Não participei desta greve, e desde o início resolvi adotar um comportamento de alienação, embora concordasse com as reivindicações propostas pelo comando de greve. Mas algo naquele sindicato não me cheirava bem, pois havia denuncias de que seu presidente compartilhava há tempos de acordos espúrios com os empresários.
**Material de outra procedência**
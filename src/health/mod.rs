//! Aggregate resilience health.
//!
//! # Data Flow
//! ```text
//! coordinator registry
//!     → BreakerReport per breaker (name, state, metrics)
//!     → score.rs (overall health, recommendations)
//!     → SystemResilienceReport (serializable, for a status endpoint)
//! ```
//!
//! # Design Decisions
//! - Scoring is a pure function of the breaker snapshots
//! - No registered breakers means nothing is failing: score 100

pub mod report;
pub mod score;

pub use report::{BreakerReport, SystemResilienceReport};
pub use score::{overall_health, recommendations};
A greve perdurou por dez dias, envolvendo mais de 40.000 trabalhadores. Um acordo foi fechado e, então, retomadas as frentes de trabalho depois disso. Lembro que o sindicato prometia cestas básicas aos trabalhadores em greve, coisa que nunca aconteceu. Houve também ocupação de fábricas em alguns casos, com o caos tomando conta tanto de empresários quanto de funcionários, pois ocorreram alguns abusos e depredações. Esta era uma modalidade de greve desconhecida e que fora importada do ABC Paulista. Ocorreram também prisões de lideranças e uma série de demissões na sequencia pós-greve. Ah! E anos depois, descobriu-se que o presidente do sindicato havia recebido uma casa de férias no litoral, fruto de alguns favores ao sindicato patronal, além de um veículo zero quilômetro na garagem, com explicações pouco convincentes em sua origem. 
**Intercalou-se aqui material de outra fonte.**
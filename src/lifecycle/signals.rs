//! OS signal handling.

/// Resolve when the process receives Ctrl-C or, on Unix, SIGTERM.
pub async fn wait_for_signal() {
    let ctrl_c = async {
        if let Err(e) = tokio::signal::ctrl_c().await {
            tracing::error!(error = %e, "Failed to listen for Ctrl-C");
            std::future::pending::<()>().await;
        }
    };

    #[cfg(unix)]
    let terminate = async {
        match tokio::signal::unix::signal(tokio::signal::unix::SignalKind::terminate()) {
            Ok(mut stream) => {
                stream.recv().await;
            }
            Err(e) => {
                tracing::error!(error = %e, "Failed to listen for SIGTERM");
                std::future::pending::<()>().await;
            }
        }
    };

    #[cfg(not(unix))]
    let terminate = std::future::pending::<()>();

    tokio::select! {
        _ = ctrl_c => tracing::info!("Received Ctrl-C"),
        _ = terminate => tracing::info!("Received SIGTERM"),
    }
}
//! resilience-guard
//!
//! Command-line front end for the resilience layer.
//!
//! # Architecture Overview
//!
//! ```text
//!   caller ──▶ ResilienceCoordinator ──▶ fallback ──▶ retry ──▶ circuit breaker ──▶ downstream
//!                     │                      │
//!                     │                      └──▶ strategies ──▶ TTL cache
//!                     │
//!                     ├──▶ breaker registry ──▶ health report (JSON)
//!                     └──▶ events ──▶ metrics (Prometheus, optional)
//! ```
//!
//! # Commands
//! - `simulate`: drive a synthetic flaky downstream and print the health report
//! - `probe <url>`: one guarded HTTP GET
//! - `monitor <url>`: probe periodically until Ctrl-C, with settings hot reload
//! - `check-config <path>`: load and validate a settings file

use clap::Parser;

use resilience_guard::commands::{self, Cli};
use resilience_guard::observability::{logging, metrics};

#[tokio::main]
async fn main() -> Result<(), Box<dyn std::error::Error>> {
    let cli = Cli::parse();
    let settings = cli.load_settings()?;

    logging::init_logging(&settings.observability)?;
    tracing::info!("resilience-guard v{} starting", env!("CARGO_PKG_VERSION"));

    if settings.observability.metrics_enabled {
        match settings.observability.metrics_address.parse() {
            Ok(addr) => metrics::init_metrics(addr)?,
            Err(_) => tracing::error!(
                metrics_address = %settings.observability.metrics_address,
                "Failed to parse metrics address"
            ),
        }
    }

    commands::run(cli, settings).await?;

    tracing::info!("Shutdown complete");
    Ok(())
}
Aderir a uma greve deve ser um ato bem pensado
Tanto na greve dos bancários em 1979 como na greve dos têxteis dez anos depois, aprendi várias coisas. As greves são importantes para mostrar a força dos trabalhadores diante do poder dos empresários, e a capacidade de articulação dos sindicatos neste sentido. Os movimentos “paredistas” trazem a marca no Brasil da descendência italiana, que foi aquela com as quais nos identificamos desde as primeiras fábricas aqui instaladas. Todavia, se deve perceber que algumas lideranças se utilizam destes movimentos para alcançar cargos políticos relevantes, fazendo uso dos trabalhadores e por meio delas buscando destaque na mídia e no cenário trabalhista. Por isso, se deve considerar sempre os reais motivos que conflagram os trabalhadores em busca de melhores salários ou condições de trabalho, e se esta é a via mais adequada.

Pela minha experiência, penso que para nós que trabalhamos com profissões de qualificação técnica, a adesão deve ser bem pensada e com muito bom senso. Aderir a uma greve deve levar em conta as responsabilidades assumidas. Acredito que a qualificação, a competência e as habilidades profissionais deverão ser nossas armas para exigir melhor salário e boas condições de trabalho. Isso está acima de qualquer coisa para um profissional de qualidade e seguro de sua atuação. Se as empresas assim não nos valorizarem, cabe-nos preparar um bom currículo e partir em busca de melhores oportunidades.